◆ Task item
Reproduce the records that follow exactly as they are written.

Information given section start

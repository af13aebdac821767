use std::sync::Arc;
use std::time::Instant;

use chrono::Utc;
use tracing::{debug, error, info, info_span, warn, Instrument};

use crate::config::ReportSpec;
use crate::db::submission_repo::{self, SubmissionRow};
use crate::db::Database;
use crate::generator::{build_request, ContentGenerator};
use crate::storage::{ArtifactPersister, ArtifactStore, GeneratedArtifact, ManifestBuilder};
use crate::worker::job::{Job, JobResult};
use crate::worker::shutdown::ShutdownSignal;

use super::config::PipelineConfig;
use super::context::{PipelineContext, StageOutcome};
use super::error::{FatalJobError, StageError};
use super::progress::{stage_progress, ProgressEvent, ProgressReporter};

/// Runs every report stage of one claimed job, in catalog order.
///
/// A stage failure is recorded and the next stage runs. Only a missing
/// submission, an unusable output directory or a shutdown request end the
/// job.
pub struct Pipeline {
    config: Arc<PipelineConfig>,
    db: Database,
    generator: Arc<dyn ContentGenerator>,
    persister: ArtifactPersister,
    shutdown: ShutdownSignal,
}

impl Pipeline {
    /// Production constructor. Builds the persister from config.
    pub fn from_config(
        config: Arc<PipelineConfig>,
        db: Database,
        generator: Arc<dyn ContentGenerator>,
        shutdown: ShutdownSignal,
    ) -> Self {
        let store = ArtifactStore::new(&config.output_directory);
        let persister = if config.write_report_rows {
            ArtifactPersister::with_report_rows(store, db.clone())
        } else {
            ArtifactPersister::new(store)
        };
        Self::new(config, db, generator, persister, shutdown)
    }

    /// Inject a specific persister.
    pub fn new(
        config: Arc<PipelineConfig>,
        db: Database,
        generator: Arc<dyn ContentGenerator>,
        persister: ArtifactPersister,
        shutdown: ShutdownSignal,
    ) -> Self {
        Self {
            config,
            db,
            generator,
            persister,
            shutdown,
        }
    }

    pub fn persister(&self) -> &ArtifactPersister {
        &self.persister
    }

    /// Run all stages for a claimed job.
    /// Returns a (JobResult, PipelineContext) pair; the caller applies the
    /// terminal transition.
    pub async fn run(&self, job: Job, progress: &dyn ProgressReporter) -> (JobResult, PipelineContext) {
        let variant = job.pipeline.unwrap_or(self.config.default_variant);
        let span = info_span!("pipeline",
            job_id = %job.id,
            submission_ref = %job.submission_ref,
            pipeline = %variant,
        );
        let ctx = PipelineContext::new(job, variant);

        let (outcome, ctx) = self.run_inner(ctx, progress).instrument(span).await;
        match outcome {
            Ok(()) => {
                let artifacts = ctx.manifest.as_ref().map_or(0, |m| m.total_artifacts);
                let failed = ctx.failed().count();
                (JobResult::success(&ctx.job, artifacts, failed), ctx)
            }
            Err(e) => (JobResult::failure(&ctx.job, e.to_string()), ctx),
        }
    }

    async fn run_inner(
        &self,
        mut ctx: PipelineContext,
        progress: &dyn ProgressReporter,
    ) -> (Result<(), FatalJobError>, PipelineContext) {
        // Resolve input before any stage runs
        let submission = match submission_repo::find_by_ref(&self.db, &ctx.job.submission_ref) {
            Ok(Some(submission)) => submission,
            Ok(None) => {
                let err = FatalJobError::SubmissionNotFound(ctx.job.submission_ref.clone());
                return (Err(err), ctx);
            }
            Err(e) => return (Err(FatalJobError::SubmissionLookup(e)), ctx),
        };

        // Nothing is generated for a job whose artifacts cannot be stored
        if let Err(e) = self.persister.store().prepare_job_directory(&ctx.job.id) {
            ctx.submission = Some(submission);
            return (Err(FatalJobError::OutputUnavailable(e)), ctx);
        }

        let specs = self.config.specs_for(ctx.variant);
        let total = specs.len();
        info!(stages = total, "Pipeline started");

        for (index, spec) in specs.iter().enumerate() {
            if self.shutdown.is_requested() {
                warn!(completed_stages = index, "Shutdown requested, abandoning job");
                ctx.submission = Some(submission);
                return (Err(FatalJobError::Interrupted), ctx);
            }

            progress.report(ProgressEvent::Stage {
                index,
                total,
                progress: stage_progress(index, total),
                title: spec.title.clone(),
            });

            let stage_span = info_span!("stage", report_type = %spec.report_type, index = index as u64);
            let outcome = self
                .run_stage(&ctx.job.id, &submission, spec)
                .instrument(stage_span)
                .await;
            ctx.outcomes.push(outcome);

            if index + 1 < total && !self.config.stage_delay.is_zero() {
                tokio::time::sleep(self.config.stage_delay).await;
            }
        }

        let mut builder = ManifestBuilder::new();
        for entry in ctx.succeeded() {
            builder.push(entry.clone());
        }
        let manifest = builder.build(
            &ctx.job.id,
            &ctx.job.submission_ref,
            ctx.variant.as_str(),
            ctx.resource_usage(),
            Utc::now(),
        );

        if let Err(e) = self.persister.write_manifest(&manifest) {
            error!(error = %e, "Manifest write failed, completing job without it");
        }

        info!(
            artifacts = manifest.total_artifacts,
            failed_stages = manifest.resource_usage.failed_stages,
            pages = manifest.total_size,
            "Pipeline finished"
        );
        ctx.manifest = Some(manifest);
        ctx.submission = Some(submission);
        (Ok(()), ctx)
    }

    async fn run_stage(
        &self,
        job_id: &str,
        submission: &SubmissionRow,
        spec: &ReportSpec,
    ) -> StageOutcome {
        let request = build_request(spec, submission);
        let started = Instant::now();
        let generated = self.generator.generate(&request).await;
        let elapsed = started.elapsed();

        let (result, prompt_tokens, completion_tokens) = match generated {
            Ok(content) => {
                let tokens = (content.prompt_tokens, content.completion_tokens);
                let artifact =
                    GeneratedArtifact::new(&spec.report_type, &spec.title, content.body, Utc::now());
                let persisted = self
                    .persister
                    .persist(job_id, submission, &artifact)
                    .map_err(StageError::from);
                (persisted, tokens.0, tokens.1)
            }
            Err(e) => (Err(StageError::from(e)), 0, 0),
        };

        match &result {
            Ok(entry) => debug!(
                pages = entry.size_metric,
                elapsed_ms = elapsed.as_millis() as u64,
                "Stage succeeded"
            ),
            Err(e) => warn!(error = %e, "Stage failed, continuing with next report"),
        }

        StageOutcome {
            spec: spec.clone(),
            result,
            elapsed,
            prompt_tokens,
            completion_tokens,
        }
    }
}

Information given section end

◆ Exercise result
repository af13aebdac821767
use std::sync::Arc;
use std::time::Instant;

use chrono::Utc;
use tracing::{debug, error, info, info_span, warn, Instrument};

use crate::config::ReportSpec;
use crate::db::submission_repo::{self, SubmissionRow};
use crate::db::Database;
use crate::generator::{build_request, ContentGenerator};
use crate::storage::{ArtifactPersister, ArtifactStore, GeneratedArtifact, ManifestBuilder};
use crate::worker::job::{Job, JobResult};
use crate::worker::shutdown::ShutdownSignal;

use super::config::PipelineConfig;
use super::context::{PipelineContext, StageOutcome};
use super::error::{FatalJobError, StageError};
use super::progress::{stage_progress, ProgressEvent, ProgressReporter};

/// Runs every report stage of one claimed job, in catalog order.
///
/// A stage failure is recorded and the next stage runs. Only a missing
/// submission, an unusable output directory or a shutdown request end the
/// job.
pub struct Pipeline {
    config: Arc<PipelineConfig>,
    db: Database,
    generator: Arc<dyn ContentGenerator>,
    persister: ArtifactPersister,
    shutdown: ShutdownSignal,
}

impl Pipeline {
    /// Production constructor. Builds the persister from config.
    pub fn from_config(
        config: Arc<PipelineConfig>,
        db: Database,
        generator: Arc<dyn ContentGenerator>,
        shutdown: ShutdownSignal,
    ) -> Self {
        let store = ArtifactStore::new(&config.output_directory);
        let persister = if config.write_report_rows {
            ArtifactPersister::with_report_rows(store, db.clone())
        } else {
            ArtifactPersister::new(store)
        };
        Self::new(config, db, generator, persister, shutdown)
    }

    /// Inject a specific persister.
    pub fn new(
        config: Arc<PipelineConfig>,
        db: Database,
        generator: Arc<dyn ContentGenerator>,
        persister: ArtifactPersister,
        shutdown: ShutdownSignal,
    ) -> Self {
        Self {
            config,
            db,
            generator,
            persister,
            shutdown,
        }
    }

    pub fn persister(&self) -> &ArtifactPersister {
        &self.persister
    }

    /// Run all stages for a claimed job.
    /// Returns a (JobResult, PipelineContext) pair; the caller applies the
    /// terminal transition.
    pub async fn run(&self, job: Job, progress: &dyn ProgressReporter) -> (JobResult, PipelineContext) {
        let variant = job.pipeline.unwrap_or(self.config.default_variant);
        let span = info_span!("pipeline",
            job_id = %job.id,
            submission_ref = %job.submission_ref,
            pipeline = %variant,
        );
        let ctx = PipelineContext::new(job, variant);

        let (outcome, ctx) = self.run_inner(ctx, progress).instrument(span).await;
        match outcome {
            Ok(()) => {
                let artifacts = ctx.manifest.as_ref().map_or(0, |m| m.total_artifacts);
                let failed = ctx.failed().count();
                (JobResult::success(&ctx.job, artifacts, failed), ctx)
            }
            Err(e) => (JobResult::failure(&ctx.job, e.to_string()), ctx),
        }
    }

    async fn run_inner(
        &self,
        mut ctx: PipelineContext,
        progress: &dyn ProgressReporter,
    ) -> (Result<(), FatalJobError>, PipelineContext) {
        // Resolve input before any stage runs
        let submission = match submission_repo::find_by_ref(&self.db, &ctx.job.submission_ref) {
            Ok(Some(submission)) => submission,
            Ok(None) => {
                let err = FatalJobError::SubmissionNotFound(ctx.job.submission_ref.clone());
                return (Err(err), ctx);
            }
            Err(e) => return (Err(FatalJobError::SubmissionLookup(e)), ctx),
        };

        // Nothing is generated for a job whose artifacts cannot be stored
        if let Err(e) = self.persister.store().prepare_job_directory(&ctx.job.id) {
            ctx.submission = Some(submission);
            return (Err(FatalJobError::OutputUnavailable(e)), ctx);
        }

        let specs = self.config.specs_for(ctx.variant);
        let total = specs.len();
        info!(stages = total, "Pipeline started");

        for (index, spec) in specs.iter().enumerate() {
            if self.shutdown.is_requested() {
                warn!(completed_stages = index, "Shutdown requested, abandoning job");
                ctx.submission = Some(submission);
                return (Err(FatalJobError::Interrupted), ctx);
            }

            progress.report(ProgressEvent::Stage {
                index,
                total,
                progress: stage_progress(index, total),
                title: spec.title.clone(),
            });

            let stage_span = info_span!("stage", report_type = %spec.report_type, index = index as u64);
            let outcome = self
                .run_stage(&ctx.job.id, &submission, spec)
                .instrument(stage_span)
                .await;
            ctx.outcomes.push(outcome);

            if index + 1 < total && !self.config.stage_delay.is_zero() {
                tokio::time::sleep(self.config.stage_delay).await;
            }
        }

        let mut builder = ManifestBuilder::new();
        for entry in ctx.succeeded() {
            builder.push(entry.clone());
        }
        let manifest = builder.build(
            &ctx.job.id,
            &ctx.job.submission_ref,
            ctx.variant.as_str(),
            ctx.resource_usage(),
            Utc::now(),
        );

        if let Err(e) = self.persister.write_manifest(&manifest) {
            error!(error = %e, "Manifest write failed, completing job without it");
        }

        info!(
            artifacts = manifest.total_artifacts,
            failed_stages = manifest.resource_usage.failed_stages,
            pages = manifest.total_size,
            "Pipeline finished"
        );
        ctx.manifest = Some(manifest);
        ctx.submission = Some(submission);
        (Ok(()), ctx)
    }

    async fn run_stage(
        &self,
        job_id: &str,
        submission: &SubmissionRow,
        spec: &ReportSpec,
    ) -> StageOutcome {
        let request = build_request(spec, submission);
        let started = Instant::now();
        let generated = self.generator.generate(&request).await;
        let elapsed = started.elapsed();

        let (result, prompt_tokens, completion_tokens) = match generated {
            Ok(content) => {
                let tokens = (content.prompt_tokens, content.completion_tokens);
                let artifact =
                    GeneratedArtifact::new(&spec.report_type, &spec.title, content.body, Utc::now());
                let persisted = self
                    .persister
                    .persist(job_id, submission, &artifact)
                    .map_err(StageError::from);
                (persisted, tokens.0, tokens.1)
            }
            Err(e) => (Err(StageError::from(e)), 0, 0),
        };

        match &result {
            Ok(entry) => debug!(
                pages = entry.size_metric,
                elapsed_ms = elapsed.as_millis() as u64,
                "Stage succeeded"
            ),
            Err(e) => warn!(error = %e, "Stage failed, continuing with next report"),
        }

        StageOutcome {
            spec: spec.clone(),
            result,
            elapsed,
            prompt_tokens,
            completion_tokens,
        }
    }
}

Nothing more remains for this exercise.